Mittimatalik (Pond Inlet) is a bustling Arctic community surrounded by one of the most beautiful landscapes in the eastern Arctic. We will have a chance to explore the town, including its excellent library and other facilities, and meet many local citizens who will gladly share their culture. We will be treated to a cultural presentation at the Community Hall—arts and crafts may be available here. Mittimatalik is a famously excellent region for viewing marine mammals, including the elusive narwhal. After our time in the community we will cruise through the stunning Milne Inlet as we continue our journey.

Days 11 to 14 — Northeast Baffin Fjords

These days will be expeditions in the truest sense as we navigate the fjords of northeast Baffin Island.
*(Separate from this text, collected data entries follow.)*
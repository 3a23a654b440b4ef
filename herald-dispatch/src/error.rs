//! Typed error handling for dispatch operations.
//!
//! The taxonomy separates caller faults (validation, state conflicts) from
//! absent entities, send failures, and infrastructure failures. Send
//! failures are data, not control flow: the transport returns a tagged
//! [`SendError`] and retry logic branches on the tag.

use herald_common::CampaignId;
use herald_queue::QueueError;
use herald_store::StoreError;
use thiserror::Error;

/// Outcome tag for a failed send attempt.
#[derive(Debug, Clone, Error)]
pub enum SendError {
    /// Worth retrying with backoff: timeouts, connection resets, greylists.
    #[error("transient send failure: {0}")]
    Transient(String),

    /// Never retried: invalid addresses, hard bounces, policy rejections.
    #[error("permanent send failure: {0}")]
    Permanent(String),
}

impl SendError {
    /// Whether this failure follows the retry/backoff path.
    #[must_use]
    pub const fn is_transient(&self) -> bool {
        matches!(self, Self::Transient(_))
    }

    /// Whether this failure is recorded immediately, with no retry.
    #[must_use]
    pub const fn is_permanent(&self) -> bool {
        matches!(self, Self::Permanent(_))
    }

    /// The human-readable reason.
    #[must_use]
    pub fn reason(&self) -> &str {
        match self {
            Self::Transient(reason) | Self::Permanent(reason) => reason,
        }
    }
}

/// Top-level error for dispatch, control, and A/B operations.
#[derive(Debug, Error)]
pub enum DispatchError {
    /// Malformed identifiers or options. The caller's fault; never retried.
    #[error("validation error: {0}")]
    Validation(String),

    /// The operation is invalid for the entity's current state. Carries the
    /// observed state for caller diagnosis.
    #[error("{operation} is invalid while {state}")]
    StateConflict {
        operation: &'static str,
        state: String,
    },

    /// Dispatch was asked to start a campaign with nothing to send.
    #[error("campaign {0} has no pending recipients")]
    NoRecipients(CampaignId),

    /// Store failure: not-found lookups or an unreachable backend. The
    /// latter fails fast and flips health reporting unhealthy.
    #[error(transparent)]
    Store(#[from] StoreError),

    /// Queue failure: broker unavailable or a job gone missing.
    #[error(transparent)]
    Queue(#[from] QueueError),
}

impl DispatchError {
    /// Build a state-conflict error from anything displayable.
    pub(crate) fn state_conflict(
        operation: &'static str,
        state: impl std::fmt::Display,
    ) -> Self {
        Self::StateConflict {
            operation,
            state: state.to_string(),
        }
    }

    /// Whether this error reports an absent campaign/test/variant/recipient.
    #[must_use]
    pub fn is_not_found(&self) -> bool {
        matches!(self, Self::Store(e) if e.is_not_found())
    }
}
Baffin’s fjords are striking, affording stunning perspectives on geological processes. The Ocean Endeavour is the perfect vessel for exploring these hidden treasures of the north, as her maneuverability and shallow draft allows her to access regions that would be impassable to larger vessels. We will be on alert for changing weather and ice conditions and use our judgement as to which route along the coast will be the most spectacular. As ever, our team will be on deck for the duration, searching for wildlife and contextualizing the mighty landscape through which we travel.

Day 14 — Ilulissat

Ilulissat translates literally into “iceberg”, and there couldn’t be a more fitting name for this stunning coastal community.

Our visit will include time in the colorful town and a chance to hike out along a boardwalk to an elevated viewpoint where we can observe the great fields of ice. We will also cruise in our fleet of Zodiacs through the UNESCO World Heritage Site of the Ilulissat Icefjord.

The Icefjord is home to the Sermeq Kujalleq Glacier, one of the most active and fastest moving in the world at sixty feet (19 m) per day and calving more than fourteen square miles (35 sq km) of ice annually. The glacier has been the object of scientific attention for 250 years.

Day 15 — Itilleq Fjord

The west Greenland coastline is a rich mixture of fishing communities, many islands and complex coastal waterways. We will be making an expedition stop here to explore the Greenlandic landscape.

Day 16 — Kangerlussuaq, Greenland

We will make our journey down spectacular Sondre Stromfjord, and early risers will have a chance to experience its beauty. Sondre Stromfjord is one of the longest fjords in the world and boasts 100 miles (168 km) of superb scenery! Kangerlussuaq, the town at its eastern head, means ‘the big fjord.’

We will disembark the Ocean Endeavour and make our way to the airport to meet our charter flight.

Note: This is our proposed itinerary. It is highly probable that weather, sea, and ice conditions will not allow us to travel this exact route. Our Expedition Leader and the Ocean Endeavour’s captain will determine our exact route day by day.